[[ Entries shown open ]]
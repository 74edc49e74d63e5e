//! Command-line / environment settings for the fetcher.

use std::time::Duration;

use clap::Args;

use crate::fetch::{FetchOptions, DEFAULT_BASE_URL, DEFAULT_USER_AGENT};

#[derive(Debug, Clone, Args)]
pub struct Settings {
    /// Base URL the normalized code is appended to
    #[arg(long, env = "OPS_BASE_URL", default_value = DEFAULT_BASE_URL, global = true)]
    pub base_url: String,

    /// User-Agent header sent with every request
    #[arg(long, env = "OPS_USER_AGENT", default_value = DEFAULT_USER_AGENT, global = true)]
    pub user_agent: String,

    /// Request timeout in seconds
    #[arg(long, env = "OPS_TIMEOUT_SECS", default_value_t = 20, global = true)]
    pub timeout: u64,

    /// Extra request header as NAME:VALUE (repeatable)
    #[arg(long = "header", value_name = "NAME:VALUE", value_parser = parse_header, global = true)]
    pub headers: Vec<(String, String)>,
}

impl Settings {
    pub fn fetch_options(&self) -> FetchOptions {
        FetchOptions {
            base_url: self.base_url.clone(),
            user_agent: self.user_agent.clone(),
            headers: self.headers.clone(),
            timeout: Duration::from_secs(self.timeout),
        }
    }
}

impl Default for Settings {
    fn default() -> Self {
        Self {
            base_url: DEFAULT_BASE_URL.to_string(),
            user_agent: DEFAULT_USER_AGENT.to_string(),
            timeout: 20,
            headers: vec![],
        }
    }
}

fn parse_header(raw: &str) -> Result<(String, String), String> {
    let (name, value) = raw
        .split_once(':')
        .ok_or_else(|| format!("expected NAME:VALUE, got {:?}", raw))?;
    let name = name.trim();
    if name.is_empty() {
        return Err(format!("empty header name in {:?}", raw));
    }
    Ok((name.to_string(), value.trim().to_string()))
}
[[ Entries shown closed ]]
## Problem requirements
Each of the lines from the one that contains "parse_header, global = true)]" through the last line of the data needs to be repeated exactly, with no others.

## Completed task
    #[arg(long = "header", value_name = "NAME:VALUE", value_parser = parse_header, global = true)]
    pub headers: Vec<(String, String)>,
}

impl Settings {
    pub fn fetch_options(&self) -> FetchOptions {
        FetchOptions {
            base_url: self.base_url.clone(),
            user_agent: self.user_agent.clone(),
            headers: self.headers.clone(),
            timeout: Duration::from_secs(self.timeout),
        }
    }
}

impl Default for Settings {
    fn default() -> Self {
        Self {
            base_url: DEFAULT_BASE_URL.to_string(),
            user_agent: DEFAULT_USER_AGENT.to_string(),
            timeout: 20,
            headers: vec![],
        }
    }
}

fn parse_header(raw: &str) -> Result<(String, String), String> {
    let (name, value) = raw
        .split_once(':')
        .ok_or_else(|| format!("expected NAME:VALUE, got {:?}", raw))?;
    let name = name.trim();
    if name.is_empty() {
        return Err(format!("empty header name in {:?}", raw));
    }
    Ok((name.to_string(), value.trim().to_string()))
}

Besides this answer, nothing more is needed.